Odpowiedź: bardzo dużo. Apple otrzymywało od Google miliardy
Obecnie jesteśmy w trakcie jednego z największych procesów antymonopolistycznych, który został wytoczony Google przez Departament Sprawiedliwości USA. Chodzi oczywiście o ich silnik wyszukiwania i praktyki monopolistyczne na tym rynku. Według rządu Google miało aktywnie działać przeciw konkurencji na tym rynku aby utrzymać swoją dominującą pozycję.
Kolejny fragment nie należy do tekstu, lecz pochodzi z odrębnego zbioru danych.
use std::collections::{BTreeMap, BTreeSet};
use std::sync::LazyLock;
use regex::Regex;
use serde_json::{Map, Value};
use tracing::{debug, warn};
use crate::errors::BreachlineError;
use super::{Service, ServiceKey, Severity};

static CVE_ID: LazyLock<Regex> = LazyLock::new(|| {
    Regex::new(r"(?i)^CVE-\d{4}-\d{4,}$").expect("static regex")
});

const ADDRESS_KEYS: &[&str] = &["address", "ip", "host", "target"];
const PORT_KEYS: &[&str] = &["port"];
const NAME_KEYS: &[&str] = &["service_name", "serviceName", "service", "name"];
const VERSION_KEYS: &[&str] = &["version", "service_version"];
const VULN_KEYS: &[&str] = &["known_vulnerabilities", "knownVulnerabilities", "vulnerabilities", "cves"];
const SEVERITY_KEYS: &[&str] = &["severity", "severity_tier", "severityTier", "risk"];
const CVSS_KEYS: &[&str] = &["cvss_score", "cvssScore", "cvss"];
const DESCRIPTION_KEYS: &[&str] = &["description", "summary"];
const LIST_KEYS: &[&str] = &["services", "targets", "vulnerable_services"];

/// Normalize a raw catalog payload into canonical, deduplicated services
/// sorted by (address, port).
///
/// `Null` means nothing was handed off and maps to `CatalogUnavailable`;
/// anything present but unusable maps to `CatalogMalformed`.
pub fn load(raw: &Value) -> Result<Vec<Service>, BreachlineError> {
    let records = match raw {
        Value::Null => {
            return Err(BreachlineError::CatalogUnavailable("no catalog has been recorded".into()));
        }
        Value::Array(items) => items,
        Value::Object(obj) => LIST_KEYS.iter()
            .find_map(|k| obj.get(*k).and_then(Value::as_array))
            .ok_or_else(|| BreachlineError::CatalogMalformed(
                "catalog object has no services/targets array".into()
            ))?,
        other => {
            return Err(BreachlineError::CatalogMalformed(format!(
                "catalog must be a list of services, got {}",
                json_kind(other)
            )));
        }
    };

    let mut by_key: BTreeMap<ServiceKey, Service> = BTreeMap::new();
    let mut skipped = 0usize;

    for (idx, record) in records.iter().enumerate() {
        let Some(obj) = record.as_object() else {
            warn!(index = idx, "Skipping catalog record that is not an object");
            skipped += 1;
            continue;
        };
        match normalize_record(obj) {
            Some(service) => {
                let key = service.key();
                match by_key.get_mut(&key) {
                    Some(existing) => {
                        debug!(service = %key, "Merging duplicate catalog record");
                        for cve in service.known_vulnerabilities {
                            if !existing.known_vulnerabilities.contains(&cve) {
                                existing.known_vulnerabilities.push(cve);
                            }
                        }
                    }
                    None => {
                        by_key.insert(key, service);
                    }
                }
            }
            None => {
                warn!(index = idx, "Skipping catalog record without usable address/port");
                skipped += 1;
            }
        }
    }

    if by_key.is_empty() && skipped > 0 {
        return Err(BreachlineError::CatalogMalformed(format!(
            "none of the {} catalog records had a usable address and port",
            skipped
        )));
    }

    Ok(by_key.into_values().collect())
}

/// Keep only the selected keys that still exist in `catalog`.
pub fn merge_selection(selection: &BTreeSet<ServiceKey>, catalog: &[Service]) -> BTreeSet<ServiceKey> {
    catalog.iter()
        .map(Service::key)
        .filter(|k| selection.contains(k))
        .collect()
}

fn normalize_record(obj: &Map<String, Value>) -> Option<Service> {
    let raw_address = first_string(obj, ADDRESS_KEYS)?;
    let (address, embedded_port) = split_address(&raw_address);
    if address.is_empty() {
        return None;
    }

    let port = first_value(obj, PORT_KEYS)
        .and_then(parse_port)
        .or(embedded_port)?;

    let service_name = first_string(obj, NAME_KEYS)
        .filter(|s| !s.is_empty())
        .unwrap_or_else(|| "unknown".to_string());

    let version = first_string(obj, VERSION_KEYS).and_then(|v| normalize_version(&v));

    let known_vulnerabilities = first_value(obj, VULN_KEYS)
        .map(collect_cves)
        .unwrap_or_default();

    let severity = first_string(obj, SEVERITY_KEYS)
        .and_then(|s| Severity::parse_loose(&s))
        .unwrap_or_default();

    let cvss_score = first_value(obj, CVSS_KEYS).and_then(parse_cvss);

    let description = first_string(obj, DESCRIPTION_KEYS).filter(|s| !s.is_empty());

    Some(Service {
        address,
        port,
        service_name,
        version,
        known_vulnerabilities,
        severity,
        cvss_score,
        description,
    })
}

fn first_value<'a>(obj: &'a Map<String, Value>, keys: &[&str]) -> Option<&'a Value> {
    keys.iter()
        .filter_map(|k| obj.get(*k))
        .find(|v| !v.is_null())
}

fn first_string(obj: &Map<String, Value>, keys: &[&str]) -> Option<String> {
    first_value(obj, keys).and_then(|v| match v {
        Value::String(s) => Some(s.trim().to_string()),
        Value::Number(n) => Some(n.to_string()),
        _ => None,
    })
}

/// Split `"ip:port"` / `"[v6]:port"` into its parts. Bare IPv6 is left intact.
fn split_address(raw: &str) -> (String, Option<u16>) {
    let raw = raw.trim();
    if let Some(rest) = raw.strip_prefix('[') {
        if let Some((host, tail)) = rest.split_once(']') {
            let port = tail.strip_prefix(':').and_then(|p| p.parse::<u16>().ok());
            return (host.to_string(), port);
        }
    }
    if raw.matches(':').count() == 1 {
        if let Some((host, port)) = raw.split_once(':') {
            if let Ok(p) = port.trim().parse::<u16>() {
                return (host.to_string(), Some(p));
            }
        }
    }
    (raw.to_string(), None)
}

fn parse_port(value: &Value) -> Option<u16> {
    let port = match value {
        Value::Number(n) => n.as_u64().and_then(|p| u16::try_from(p).ok()),
        // Tolerate "80", "80/tcp"
        Value::String(s) => {
            let digits: String = s.trim().chars().take_while(|c| c.is_ascii_digit()).collect();
            digits.parse::<u16>().ok()
        }
        _ => None,
    };
    port.filter(|p| *p != 0)
}

fn normalize_version(raw: &str) -> Option<String> {
    let trimmed = raw.trim();
    let stripped = match trimmed.strip_prefix(['v', 'V']) {
        Some(rest) if rest.starts_with(|c: char| c.is_ascii_digit()) => rest,
        Some(rest) if rest.eq_ignore_ascii_case("unknown") => return None,
        _ => trimmed,
    };
    match stripped.to_ascii_lowercase().as_str() {
        "" | "unknown" | "n/a" | "-" => None,
        _ => Some(stripped.to_string()),
    }
}

fn collect_cves(value: &Value) -> Vec<String> {
    let candidates: Vec<String> = match value {
        Value::Array(items) => items.iter().filter_map(|item| match item {
            Value::String(s) => Some(s.clone()),
            Value::Object(o) => o.get("id").or_else(|| o.get("cve"))
                .and_then(Value::as_str)
                .map(str::to_string),
            _ => None,
        }).collect(),
        Value::String(s) => s.split(',').map(str::to_string).collect(),
        _ => Vec::new(),
    };

    let mut out: Vec<String> = Vec::new();
    for c in candidates {
        let c = c.trim();
        if CVE_ID.is_match(c) {
            let id = c.to_ascii_uppercase();
            if !out.contains(&id) {
                out.push(id);
            }
        }
    }
    out
}

fn parse_cvss(value: &Value) -> Option<f64> {
    let score = match value {
        Value::Number(n) => n.as_f64(),
        Value::String(s) => s.trim().parse::<f64>().ok(),
        _ => None,
    }?;
    if score.is_nan() {
        return None;
    }
    Some(score.clamp(0.0, 10.0))
}

fn json_kind(value: &Value) -> &'static str {
    match value {
        Value::Null => "null",
        Value::Bool(_) => "a boolean",
        Value::Number(_) => "a number",
        Value::String(_) => "a string",
        Value::Array(_) => "an array",
        Value::Object(_) => "an object",
    }
}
Jedną z pierwszych osób, które zostały przesłuchane w charakterze świadka, był John Giannandrea, wiceprezes działu AI. W czasie procesu podano informację, że Google co roku płaci Apple od 4 do 7 miliardów dolarów, tylko po to, żeby ich przeglądarka była domyślnym wyborem dla iPhone'ów. I to płaci nie od wczoraj, ponieważ proces ten trwa od początku istnienia iPhone'ów. W 2014 firma zapłaciła Apple okrągły miliard dolarów, natomiast mówi się, że jeżeli weźmiemy pod uwagę nie tylko iPhone'y, to Google może co roku przelewać na konto Apple nawet 20 miliardów dolarów.
Mowa jest więc tu o olbrzymich pieniądzach, a przecież każdy, kto chce, może w dowolnym momencie zmienić sobie wyszukiwarkę na Binga, DuckDuckGo czy Yahoo. Jednak dominująca pozycja Google (92 proc. rynku wyszukiwarek) nie wzięła się znikąd, a obecność "wszędzie" jest jednym z narzędzi do umocnienia w świadomości użytkowników tezy, że innych produktów nie warto używać.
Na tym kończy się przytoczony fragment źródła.